3. In the video above, the doctor interviewed named Dr. Steinberg says, “Of course, once I’ve got this science (of PGD), am I not to provide this to my patients? I’m a physician. I want to provide everything science gives me to my patients.” Do you agree with Dr. Steinberg’s reasoning? Why or why not?
Absolutely not. Science has, for the most part, allowed humans to enjoy the quality of life we enjoy today. From the discovery and use of tools millions of years ago to relatively modern technologies such as computers or automobiles, science has generally improved the quality of life for people on this planet. However, there are certain capabilities that we as humans simply should not attempt to control. Let me be clear- I’m not saying PGD is a technology we should or should not attempt to control, simply that there are certain abilities that should be beyond our scope of control as humans.

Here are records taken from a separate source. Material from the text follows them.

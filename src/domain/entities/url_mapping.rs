use chrono::NaiveDateTime;

/// A persisted short code to original URL mapping.
///
/// Mappings are append-only: `short_code` is never reassigned after creation
/// and rows are never updated or deleted in normal operation. A given
/// `original_url`, once mapped, keeps resolving to the same code for the
/// lifetime of the record (barring the accepted concurrent-first-insert race,
/// which may leave two valid codes for one URL).
#[derive(Debug, Clone, sqlx::FromRow)]
pub struct UrlMapping {
    pub id: i64,
    /// Fixed-length alphanumeric code, unique across all mappings.
    pub short_code: String,
    /// The decoded target, arbitrary length. Not required to be a
    /// well-formed URL.
    pub original_url: String,
    /// Set by the database at insertion, immutable afterwards.
    pub created_at: NaiveDateTime,
}
//! HTTP request/response tracing middleware.

use tower_http::LatencyUnit;
use tower_http::trace::{DefaultMakeSpan, DefaultOnResponse, TraceLayer};
use tracing::Level;

/// Creates a tracing middleware for HTTP requests.
///
/// Each request gets an `INFO` span carrying the method, path, and HTTP
/// version; the response is logged with its status code and latency in
/// milliseconds.
///
/// ```text
/// INFO request{method=GET uri=/aZ3xQ7p version=HTTP/1.1}: Response 200 OK in 2ms
/// ```
pub fn layer()
-> TraceLayer<tower_http::classify::SharedClassifier<tower_http::classify::ServerErrorsAsFailures>>
{
    TraceLayer::new_for_http()
        .make_span_with(DefaultMakeSpan::new().level(Level::INFO))
        .on_response(
            DefaultOnResponse::new()
                .level(Level::INFO)
                .latency_unit(LatencyUnit::Millis),
        )
}
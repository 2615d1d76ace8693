//! Request path classification.
//!
//! Dispatch works on the raw request path, before any percent-decoding, so
//! shorten targets reach the handler exactly as the client sent them. The
//! HTTP method never participates in classification: the shorten route
//! accepts both GET and POST.

use regex::Regex;
use std::sync::LazyLock;

/// Everything after the `/makeshort/` prefix, however messy, is the target.
static SHORTEN_RE: LazyLock<Regex> = LazyLock::new(|| Regex::new(r"^/makeshort/(.+)$").unwrap());

/// A single final path segment of one or more alphanumeric characters.
static RESOLVE_RE: LazyLock<Regex> = LazyLock::new(|| Regex::new(r"^/([A-Za-z0-9]+)$").unwrap());

/// What a request path asks the service to do.
#[derive(Debug, Clone, PartialEq, Eq)]
pub enum RouteDecision {
    /// `/makeshort/<target>` - shorten the captured remainder, still
    /// percent-encoded.
    Shorten { raw_target: String },
    /// `/<code>` - resolve an alphanumeric short code.
    Resolve { code: String },
    /// `/` or `/health` - serve the usage banner.
    Health,
    /// Anything else.
    Invalid,
}

/// Classifies a raw request path into a [`RouteDecision`].
///
/// The shorten pattern is tested first and takes precedence over the
/// others. The health paths are matched before the resolve pattern so that
/// `/health` serves the banner instead of resolving the literal code
/// `health`.
pub fn classify(path: &str) -> RouteDecision {
    if let Some(captures) = SHORTEN_RE.captures(path) {
        return RouteDecision::Shorten {
            raw_target: captures[1].to_string(),
        };
    }

    if path == "/" || path == "/health" {
        return RouteDecision::Health;
    }

    if let Some(captures) = RESOLVE_RE.captures(path) {
        return RouteDecision::Resolve {
            code: captures[1].to_string(),
        };
    }

    RouteDecision::Invalid
}
//! Repository trait definition for the domain layer.
//!
//! The trait abstracts the persistent store behind the service: the concrete
//! implementation lives in `crate::infrastructure::persistence`, and a mock
//! implementation is auto-generated via `mockall` for unit tests.

pub mod url_repository;

pub use url_repository::{InsertOutcome, UrlRepository};

#[cfg(test)]
pub use url_repository::MockUrlRepository;
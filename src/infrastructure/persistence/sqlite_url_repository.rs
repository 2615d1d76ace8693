//! SQLite implementation of the URL mapping repository.

use async_trait::async_trait;
use sqlx::SqlitePool;
use std::sync::Arc;

use crate::domain::entities::UrlMapping;
use crate::domain::repositories::{InsertOutcome, UrlRepository};
use crate::error::AppError;
use crate::utils::db_error::is_unique_violation_on_code;

/// SQLite repository for URL mapping storage and retrieval.
///
/// Uniqueness of the code column is enforced by the `UNIQUE` constraint on
/// `urls.short_code`; the engine checks it atomically inside the insert, so
/// concurrent inserts of the same candidate code cannot both succeed.
pub struct SqliteUrlRepository {
    pool: Arc<SqlitePool>,
}

impl SqliteUrlRepository {
    /// Creates a new repository with a database connection pool.
    pub fn new(pool: Arc<SqlitePool>) -> Self {
        Self { pool }
    }
}

#[async_trait]
impl UrlRepository for SqliteUrlRepository {
    async fn insert(&self, code: &str, url: &str) -> Result<InsertOutcome, AppError> {
        let inserted = sqlx::query_as::<_, UrlMapping>(
            "INSERT INTO urls (short_code, original_url)
             VALUES (?1, ?2)
             RETURNING id, short_code, original_url, created_at",
        )
        .bind(code)
        .bind(url)
        .fetch_one(self.pool.as_ref())
        .await;

        match inserted {
            Ok(mapping) => Ok(InsertOutcome::Inserted(mapping)),
            Err(e) if is_unique_violation_on_code(&e) => Ok(InsertOutcome::CodeTaken),
            Err(e) => Err(e.into()),
        }
    }

    async fn find_by_code(&self, code: &str) -> Result<Option<UrlMapping>, AppError> {
        let mapping = sqlx::query_as::<_, UrlMapping>(
            "SELECT id, short_code, original_url, created_at
             FROM urls
             WHERE short_code = ?1",
        )
        .bind(code)
        .fetch_optional(self.pool.as_ref())
        .await?;

        Ok(mapping)
    }

    async fn find_by_url(&self, url: &str) -> Result<Option<UrlMapping>, AppError> {
        let mapping = sqlx::query_as::<_, UrlMapping>(
            "SELECT id, short_code, original_url, created_at
             FROM urls
             WHERE original_url = ?1
             LIMIT 1",
        )
        .bind(url)
        .fetch_optional(self.pool.as_ref())
        .await?;

        Ok(mapping)
    }
}
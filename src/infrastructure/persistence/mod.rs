//! SQLite repository implementation.
//!
//! Concrete implementation of the domain repository trait using SQLx
//! runtime-bound queries against a SQLite database.

pub mod sqlite_url_repository;

pub use sqlite_url_repository::SqliteUrlRepository;
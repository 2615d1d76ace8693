/// Whether a SQLite error is a unique-constraint violation on the code column.
///
/// SQLite does not expose constraint names, so the offending column is read
/// from the error message (`UNIQUE constraint failed: urls.short_code`).
pub fn is_unique_violation_on_code(e: &sqlx::Error) -> bool {
    let Some(db_err) = e.as_database_error() else {
        return false;
    };

    if !db_err.is_unique_violation() {
        return false;
    }

    db_err.message().contains("urls.short_code")
}
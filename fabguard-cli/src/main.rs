//! FabGuard CLI - pre-fabrication checks for routed KiCad boards.

use anyhow::{bail, Context};
use clap::{ArgAction, Parser, Subcommand, ValueEnum};
use fabguard::{
    CheckId, CheckResult, FabGuardCore, PlacementList, Report, RuleConfig, Severity,
    VerifyOptions,
};
use std::path::{Path, PathBuf};
use std::process;
use tracing::level_filters::LevelFilter;

const DEFAULT_BOARD: &str = "hardware/kicad/board.kicad_pcb";
const MAX_ERROR_EXAMPLES: usize = 5;
const MAX_WARNING_EXAMPLES: usize = 10;

#[derive(Parser)]
#[command(name = "fabguard")]
#[command(about = "PCB manufacturability and short-circuit checker", long_about = None)]
#[command(version)]
struct Cli {
    #[command(subcommand)]
    command: Commands,
}

#[derive(Subcommand)]
enum Commands {
    /// Verify a routed .kicad_pcb file
    Check {
        /// Path to the .kicad_pcb file
        #[arg(value_name = "FILE", default_value = DEFAULT_BOARD)]
        file: PathBuf,

        /// JSON rule set (defaults to the JLCPCB 4-layer preset)
        #[arg(long, value_name = "JSON")]
        rules: Option<PathBuf>,

        /// JSON placement list for the component spacing check
        #[arg(long, value_name = "JSON")]
        placements: Option<PathBuf>,

        /// Directory with exported Gerbers to probe for zone fills
        #[arg(long, value_name = "DIR")]
        artifacts: Option<PathBuf>,

        /// Take the board outline and cutouts from the file's Edge.Cuts layer
        #[arg(long)]
        board_outline: bool,

        /// Output format
        #[arg(short, long, value_enum, default_value = "human")]
        format: OutputFormat,

        /// Increase log verbosity (-v info, -vv debug)
        #[arg(short, long, action = ArgAction::Count)]
        verbose: u8,
    },

    /// List available checks
    Rules {
        /// Show detailed check descriptions
        #[arg(short, long)]
        verbose: bool,

        /// Print the default rule set as JSON
        #[arg(long)]
        preset: bool,
    },
}

#[derive(Clone, ValueEnum)]
enum OutputFormat {
    /// Human-readable output
    Human,
    /// JSON output for CI/CD
    Json,
    /// GitHub Actions format
    Github,
}

fn init_logging(verbose: u8) {
    let level = match verbose {
        0 => LevelFilter::WARN,
        1 => LevelFilter::INFO,
        _ => LevelFilter::DEBUG,
    };
    tracing_subscriber::fmt()
        .with_max_level(level)
        .with_writer(std::io::stderr)
        .with_target(false)
        .init();
}

fn main() {
    let cli = Cli::parse();

    let result = match cli.command {
        Commands::Check {
            file,
            rules,
            placements,
            artifacts,
            board_outline,
            format,
            verbose,
        } => {
            init_logging(verbose);
            handle_check(
                &file,
                rules.as_deref(),
                placements.as_deref(),
                artifacts,
                board_outline,
                format,
            )
        }
        Commands::Rules { verbose, preset } => handle_rules(verbose, preset).map(|()| 0),
    };

    let exit_code = match result {
        Ok(code) => code,
        Err(e) => {
            eprintln!("Error: {:#}", e);
            1
        }
    };
    process::exit(exit_code);
}

fn handle_check(
    file: &Path,
    rules: Option<&Path>,
    placements: Option<&Path>,
    artifacts: Option<PathBuf>,
    board_outline: bool,
    format: OutputFormat,
) -> anyhow::Result<i32> {
    if !file.exists() {
        bail!("{} not found", file.display());
    }

    let rules = match rules {
        Some(path) => RuleConfig::from_file(path)
            .with_context(|| format!("loading rules from {}", path.display()))?,
        None => RuleConfig::jlcpcb_4layer(),
    };
    let placements = placements
        .map(|path| {
            PlacementList::from_file(path)
                .with_context(|| format!("loading placements from {}", path.display()))
        })
        .transpose()?;

    let options = VerifyOptions {
        rules,
        placements,
        artifact_dir: artifacts,
        use_board_outline: board_outline,
        checks: Vec::new(),
    };
    let report = FabGuardCore::verify_file(file, &options)?;

    match format {
        OutputFormat::Human => output_human(&report, file),
        OutputFormat::Json => println!("{}", report.to_json()?),
        OutputFormat::Github => output_github(&report, file),
    }
    Ok(report.exit_code())
}

fn print_examples(messages: &[String], limit: usize) {
    for message in messages.iter().take(limit) {
        println!("         {}", message);
    }
    if messages.len() > limit {
        println!("         ... and {} more", messages.len() - limit);
    }
}

fn output_check(result: &CheckResult) {
    if result.skipped {
        println!("  [SKIP] {}", result.name);
        return;
    }

    let messages: Vec<String> = result.violations.iter().map(|v| v.message.clone()).collect();
    match result.severity {
        Severity::Error => {
            if messages.is_empty() {
                println!("  [PASS] {}", result.name);
            } else {
                println!("  [FAIL ({} errors)] {}", messages.len(), result.name);
                print_examples(&messages, MAX_ERROR_EXAMPLES);
            }
            if let Some(notice) = &result.truncated {
                println!("         {}", notice);
            }
        }
        Severity::Warning => {
            if messages.is_empty() {
                println!("  [PASS] {}", result.name);
            } else {
                println!("  [WARN] {} ({} warnings)", result.name, messages.len());
                print_examples(&messages, MAX_WARNING_EXAMPLES);
            }
        }
    }
}

fn output_human(report: &Report, file: &Path) {
    let rule = "=".repeat(60);
    let summary = &report.summary;

    println!("FabGuard check: {}", file.display());
    println!("Rules: {}", report.rules);
    println!("{}", rule);
    println!(
        "Parsed: {} segments, {} vias, {} nets, {} pads ({} drilled), {} zones, {} filled polygons",
        summary.segments,
        summary.vias,
        summary.nets,
        summary.pads,
        summary.drilled_pads,
        summary.zones,
        summary.filled_polygons
    );
    println!();

    // Errors first, then the warning-only checks.
    for result in report.checks.iter().filter(|c| c.severity == Severity::Error) {
        output_check(result);
    }
    for result in report.checks.iter().filter(|c| c.severity == Severity::Warning) {
        output_check(result);
    }

    println!();
    println!("{}", rule);
    println!(
        "RESULT: {} — {} errors, {} warnings",
        if report.passed { "PASS" } else { "FAIL" },
        report.error_count,
        report.warning_count
    );
}

fn output_github(report: &Report, file: &Path) {
    for result in &report.checks {
        for violation in &result.violations {
            let level = match violation.severity {
                Severity::Error => "error",
                Severity::Warning => "warning",
            };
            println!(
                "::{} file={},title={}::{}",
                level,
                file.display(),
                result.name,
                violation.message.replace('\n', " ")
            );
        }
    }
    for notice in report.truncations() {
        println!(
            "::notice file={},title={}::{}",
            file.display(),
            notice.check.title(),
            notice
        );
    }
}

fn handle_rules(verbose: bool, preset: bool) -> anyhow::Result<()> {
    if preset {
        println!("{}", RuleConfig::jlcpcb_4layer().to_json()?);
        return Ok(());
    }

    println!("Available checks:\n");
    for id in CheckId::ALL {
        let severity = match id.severity() {
            Severity::Error => "error",
            Severity::Warning => "warning",
        };
        println!("  {} ({})", id.as_str(), severity);
        println!("    {}", id.title());
        if verbose {
            println!("    {}", id.description());
        }
        println!();
    }
    Ok(())
}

Nuclear bombs, reproductive cloning, and in the vein of Frankenstonian hubris, the ability to control life after death. Granted, the last example isn’t a currently viable technology, the point is that there are certain powers we simply ought not to have.
That is not to say we shouldn’t develop these technologies- simply that we should not necessarily use them. Nuclear technology has since given physicists the ability to simulate infinitesimally small subatomic events that have given us a better understanding of the world around us. Cloning may be used for therapeutic uses to provide viable tissues in patients who need organ transplants. The potential for future knowledge provided by these technologies merits continued research in their respective fields, but we must learn to draw the line between knowledge and application of that knowledge.
Furthermore, simply because something exists does not mean we as humans are entitled to it. Too often in this information age do people become complacent with amenities that would have been nothing short of a miracle even a decade ago. This is especially crucial with the rapid filling in of the gaps in our knowledge of the human genome and PGD. The ability of PGD to identify sections of our genome is expanding every year. How long will it be before we can identify and select for or against the genes coding for eye color, or- if it exists- the gene(s) responsibility for homosexuality. Those with access to the greatest privileges have the tendency to take those same privileges for granted and tend to use them for vanity. PGD is a powerful technology that has the capability to help many families with a history of devastating genetic disorders, but also has the power to sacrifice thousands of embryos in pursuit of vain cosmetic and non-necessary procedures.
In short, we are not owed anything by science, but rather should respect the power that it has to improve our lives and to use that technology only when necessary.
I agree that there are certain technologies that humans should not try to control. However, I do agree with what Dr. Steinberg is saying. He is a doctor and he has a duty to heal the sick and help those that are in need in any way that he can. If a technology comes along that enables him to carry out his duties as a physician, he cannot ignore this opportunity. On the other hand, he has just the same duty as a physician to do no harm. In this sense, if a technology comes around that he feels would do less benefit than harm to his patients, he has the right to not allow his patients access to this technology. I think the way that Dr. Steinberg phrased his statement was inappropriate because it makes it seem like he would allow the science in any circumstance; however, I believe that he meant this within the context of the science providing benefit to his patients in which case I do agree he has the duty to provide the option of PGD to his patients.
I agree initially that technology should not be used for the sake of technology and advancement. But as Emily says doctors are obligated under the Hippocratic oath to do all within their power to heal the sick. So there needs to be instituted a division between taking risks with a patient’s life with a uncontrolled technology and just using the technology for its own sake.